Rajnagar (also called Nagar and 'Nagore') is a census town in Suri Sadar subdivision of Birbhum District in the Indian state of West Bengal.[1] It was formerly the capital of Royal Kingdoms in the area. With the fading away of the kingdoms, the town lost much of its importance.


Rajnagar was founded by Bir Singh, a great Hindu Raja in ancient times on whose name the district Birbhum was formed. In 1206, Rajnagar was occupied by Muhammad Shiran, a General of Muhammad Bakhtiyar, and annexed by Ali Mardan, on 1211. However, Pathans do not seem to have enjoyed undisputed control over the entire district or area. At least the western part of the district, with Rajnagar as its capital, seems to have been ruled by the descendants of Bir Singh, the Bir Rajas. The rent roll of Todar Mal leads to the conclusion that by the middle of the 16th century the entire district was brought under the administration of the Mughals through numerous wars raged on this 'Gateway of Bengal'. The later Muslim Zamindars of Rajnagar, known as "Nagar Raj", were feudatories of the Mughals.[2]

Nagar Raj[edit]

Jonad Khan, an adventurous Pathan, is said to have established the House at Nagar in 1600, having treachouresly killed the Bir Raja under whom he served. He was succeeded by his son, Bahadur Khan, alias Ranmast Khan. Asadullah Khan (1697-1718), grandson of Bahadur Khan, was a pious man who was on good terms with Murshid Quli Khan, the Nawab of Bengal. A devout person, he enjoyed full autonomy.

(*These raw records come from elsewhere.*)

impl<'a> DependencyScan<'a> {
    pub fn new(build: &'a Arc<Build>) -> Self {
        DependencyScan {
            build,
            rewinding: false,
            sync_depfiles: true,
        }
    }

    pub fn rewind(build: &'a Arc<Build>) -> Self {
        DependencyScan {
            build,
            rewinding: true,
            sync_depfiles: false,
        }
    }

    fn cycle_error(chain: &[String], target: &str, output: Option<&str>) -> String {
        let mut names: Vec<&str> = chain.iter().map(String::as_str).collect();
        names.push(target);
        if let Some(output) = output {
            names.push(output);
        }
        format!("cyclic dependency: {}", names.join(" -> "))
    }

    /// Realize |target| and, recursively, everything it depends on.  |beam|
    /// is the chain of ancestors from the requested root.
    pub fn add_target(&self, target: &str, beam: &mut Vec<String>) -> Result<(), String> {
        if let Some(pos) = beam.iter().position(|b| b == target) {
            return Err(Self::cycle_error(&beam[pos..], target, None));
        }

        {
            let plan = self.build.plan.lock().unwrap();
            if plan.lookup(target).is_some() {
                return Ok(());
            }
        }

        let irule = self.build.ruleset.instantiate(target, &*self.build.disk)?;
        let outputs = irule.declared_outputs()?;
        for output in &outputs {
            if let Some(pos) = beam.iter().position(|b| b == output) {
                return Err(Self::cycle_error(&beam[pos..], target, Some(output)));
            }
        }
        let is_task = irule.is_task();
        let depfile = irule.depfile().map(|d| d.to_owned());

        let idx = {
            let mut plan = self.build.plan.lock().unwrap();
            plan.insert(TargetEntry {
                name: target.to_owned(),
                irule,
                ddeps: Vec::new(),
                outputs: outputs.clone(),
                time: TimeStamp(0),
                changed_ddep: None,
            })
        };

        beam.push(target.to_owned());
        let resolved = self.resolve_deps(target, idx, depfile.as_deref(), beam);
        beam.pop();
        let ddeps = resolved?;

        let time = if is_task {
            TimeStamp(0)
        } else {
            let stat = self.build.disk.stat(Path::new(target))?;
            if stat.exists() {
                stat
            } else {
                explain!("{} is missing", target);
                let mut state = self.build.state.lock().unwrap();
                state.missing.insert(target.to_owned());
                drop(state);
                let plan = self.build.plan.lock().unwrap();
                ddeps
                    .iter()
                    .map(|d| plan.time(d))
                    .max()
                    .unwrap_or(TimeStamp(0))
            }
        };

        let mut out_of_date = false;
        if self.build.config.always_build {
            explain!("{} is out of date: always-build is set", target);
            out_of_date = true;
        }
        if is_task {
            explain!("{} is a task and so always out of date", target);
            out_of_date = true;
        }

        let dep_times: Vec<TimeStamp> = {
            let plan = self.build.plan.lock().unwrap();
            ddeps.iter().map(|d| plan.time(d)).collect()
        };
        let dep_stale: Vec<bool> = {
            let state = self.build.state.lock().unwrap();
            ddeps
                .iter()
                .map(|d| state.out_of_date.contains(d.as_str()))
                .collect()
        };

        let pretend = &self.build.config.pretend_up_to_date;
        let mut changed_ddep: Option<String> = None;
        for (i, dep) in ddeps.iter().enumerate() {
            let pretended = pretend.contains(dep.as_str());
            if dep_stale[i] && !pretended {
                explain!("{} is out of date: {} is out of date", target, dep);
                out_of_date = true;
            }
            if dep_times[i] > time {
                changed_ddep = Some(dep.clone());
                if !pretended {
                    explain!("{} is out of date: {} is newer", target, dep);
                    out_of_date = true;
                }
            }
        }

        {
            let mut plan = self.build.plan.lock().unwrap();
            let entry = plan.get_mut(idx);
            entry.time = time;
            entry.changed_ddep = changed_ddep.clone();
        }
        if out_of_date {
            let mut state = self.build.state.lock().unwrap();
            state.out_of_date.insert(target.to_owned());
        }

        // This target stays as it is, but only because a pretend-up-to-date
        // dependency is newer.  Advance that dependency's mtime so a future
        // invocation still sees the staleness.
        if self.rewinding && !out_of_date {
            if let Some(ref dep) = changed_ddep {
                if !self.build.config.dry_run {
                    let when = self.build.disk.now().plus_seconds(1);
                    self.build.disk.touch(Path::new(dep), when)?;
                    explain!("touched {} to keep {} rebuildable", dep, target);
                }
            }
        }

        Ok(())
    }

    /// Expects |beam| to already contain |target|.
    fn resolve_deps(
        &self,
        target: &str,
        idx: TargetIndex,
        depfile: Option<&str>,
        beam: &mut Vec<String>,
    ) -> Result<Vec<String>, String> {
        let mut depfile_contents = None;
        if let Some(depfile) = depfile {
            self.add_target(depfile, beam)?;
            if self.sync_depfiles {
                // The depfile's contents are about to become part of the
                // graph, so it has to be current before we read it.
                Producer::new(self.build.clone(), depfile.to_owned(), beam.len()).produce()?;
            }
            let mut contents = String::new();
            match self.build.disk.read_file(Path::new(depfile), &mut contents) {
                Ok(()) => depfile_contents = Some(contents),
                Err(err) => {
                    if self.build.config.dry_run || !self.sync_depfiles {
                        explain!("treating unreadable depfile {} as empty", depfile);
                        depfile_contents = Some(String::new());
                    } else {
                        return Err(format!(
                            "loading depfile '{}' for {}: {}",
                            depfile,
                            target,
                            err.message()
                        ));
                    }
                }
            }
        }

        let ddeps = {
            let plan = self.build.plan.lock().unwrap();
            direct_dependencies(&plan.get(idx).irule, depfile_contents.as_deref())?
        };
        {
            let mut plan = self.build.plan.lock().unwrap();
            plan.get_mut(idx).ddeps = ddeps.clone();
        }

        for dep in &ddeps {
            self.add_target(dep, beam)?;
        }

        Ok(ddeps)
    }
}
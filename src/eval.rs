// Copyright 2018 The Produce-rs Project Developers. All Rights Reserved.
//
// Licensed under the Apache License, Version 2.0 (the "License");
// you may not use this file except in compliance with the License.
// You may obtain a copy of the License at
//
//     http://www.apache.org/licenses/LICENSE-2.0
//
// Unless required by applicable law or agreed to in writing, software
// distributed under the License is distributed on an "AS IS" BASIS,
// WITHOUT WARRANTIES OR CONDITIONS OF ANY KIND, either express or implied.
// See the License for the specific language governing permissions and
// limitations under the License.

use std::collections::HashMap;
use std::fmt;

use super::utils::shell_quote_join;

/// A value produced by evaluating an embedded expression.
#[derive(Clone, PartialEq, Debug)]
pub enum Value {
    Str(String),
    Int(i64),
    Bool(bool),
    List(Vec<Value>),
}

impl Value {
    pub fn truthy(&self) -> bool {
        match *self {
            Value::Str(ref s) => !s.is_empty(),
            Value::Int(n) => n != 0,
            Value::Bool(b) => b,
            Value::List(ref items) => !items.is_empty(),
        }
    }

    /// The string inserted into a template for this value: strings verbatim,
    /// sequences as shell-quoted whitespace-joined tokens.
    pub fn to_insertion_string(&self) -> String {
        match *self {
            Value::Str(ref s) => s.clone(),
            Value::Int(n) => n.to_string(),
            Value::Bool(b) => if b { "True" } else { "False" }.to_owned(),
            Value::List(ref items) => {
                let rendered: Vec<String> =
                    items.iter().map(|v| v.to_insertion_string()).collect();
                shell_quote_join(rendered.iter().map(|s| s.as_str()))
            }
        }
    }
}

His son, Badi-uz-zaman Khan (1718–52) made an abortive attempt at shaking off the nominal allegiance to Murshidabad. He was invested with the title of Raja by Murshid Quli Khan. During his reign Birbhum was ravaged by the Marathas. They also overran Rajnagar. It was during the reign of his son, Asad-uz-Zaman Khan (1752-1777) that the Nagar Raj witnessed the zenith of its power and then started declining. The Raja was faithful to the Nawab and after the Battle of Plassey, was on bad terms with the British. He was defeated by the combined forces of the British and Mir Qasim in 1761. He fled, regrouped and fought back again. He was completely routed at the Battle of Hetampur in 1765. By a treaty, he was restored to his estate but much of his autonomy was lost.[2] In the course of time, they lost their supremacy to the Hetampur Raj. The British set up their district headquarters at Suri, and by the early 19th century, Rajnagar had been reduced to a deserted town with dilapidated palaces and ruins of habitation, and the forest slowly encroaching.[3]


The last Pathan ruler held sway over the area in the mid-19th century, but Rafiqul Alam Khan, a successor of the Nagar Raj family, is still honoured as the Raja by the town's residents, the descendants of the one-time tenants of his predecessors. On the occasion of the Muslim festivals of Muharram and Eid, he regains his position as the Raja of Rajnagar. The present Raja did not get a realm from his ancestors but is the proud owner of a royal attire with a royal diadem made of silk. The attire is tattered, but Raja Saheb still wears it when he becomes the “ruler” — twice a year.[4]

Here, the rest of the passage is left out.